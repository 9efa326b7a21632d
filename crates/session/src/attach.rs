// SPDX-License-Identifier: BUSL-1.1
// Copyright (c) 2026 Alfred Jean LLC

//! Token attacher: adds the bearer credential to outgoing requests.

use crate::error::ClientError;
use crate::store::CredentialStore;
use crate::transport::ApiRequest;

pub const LOGIN_PATH: &str = "/User/login";
pub const REGISTER_PATH: &str = "/User/register";
pub const REFRESH_PATH: &str = "/User/refresh-token";

/// Path fragments that never carry a bearer token and never trigger a
/// refresh on 401.
#[derive(Debug, Clone)]
pub struct ExcludedEndpoints {
    fragments: Vec<String>,
}

impl Default for ExcludedEndpoints {
    fn default() -> Self {
        Self::new([LOGIN_PATH, REGISTER_PATH, REFRESH_PATH])
    }
}

impl ExcludedEndpoints {
    pub fn new<I, S>(fragments: I) -> Self
    where
        I: IntoIterator<Item = S>,
        S: Into<String>,
    {
        Self { fragments: fragments.into_iter().map(Into::into).collect() }
    }

    /// Substring match against the request path.
    pub fn matches(&self, path: &str) -> bool {
        self.fragments.iter().any(|f| path.contains(f.as_str()))
    }
}

/// A request ready to send, plus the access token it carries.
#[derive(Debug, Clone)]
pub struct Authorized {
    pub request: ApiRequest,
    pub token: Option<String>,
}

/// Attach the stored access token unless the path is excluded.
pub fn authorize(
    request: &ApiRequest,
    store: &CredentialStore,
    excluded: &ExcludedEndpoints,
) -> Result<Authorized, ClientError> {
    if excluded.matches(&request.path) {
        return Ok(Authorized { request: request.clone(), token: None });
    }
    match store.access_token() {
        Some(token) => {
            let request = request.with_bearer(&token)?;
            Ok(Authorized { request, token: Some(token) })
        }
        None => Ok(Authorized { request: request.clone(), token: None }),
    }
}

#[cfg(test)]
#[path = "attach_tests.rs"]
mod tests;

************

- **Work to be completed**: Quote every line of the records above, from the first down to the one holding "fn default() ->", exactly as written.

- **Reply**:
repository 9efa326b7a21632d
filename crates/session/src/attach.rs
// SPDX-License-Identifier: BUSL-1.1
// Copyright (c) 2026 Alfred Jean LLC

//! Token attacher: adds the bearer credential to outgoing requests.

use crate::error::ClientError;
use crate::store::CredentialStore;
use crate::transport::ApiRequest;

pub const LOGIN_PATH: &str = "/User/login";
pub const REGISTER_PATH: &str = "/User/register";
pub const REFRESH_PATH: &str = "/User/refresh-token";

/// Path fragments that never carry a bearer token and never trigger a
/// refresh on 401.
#[derive(Debug, Clone)]
pub struct ExcludedEndpoints {
    fragments: Vec<String>,
}

impl Default for ExcludedEndpoints {
    fn default() -> Self {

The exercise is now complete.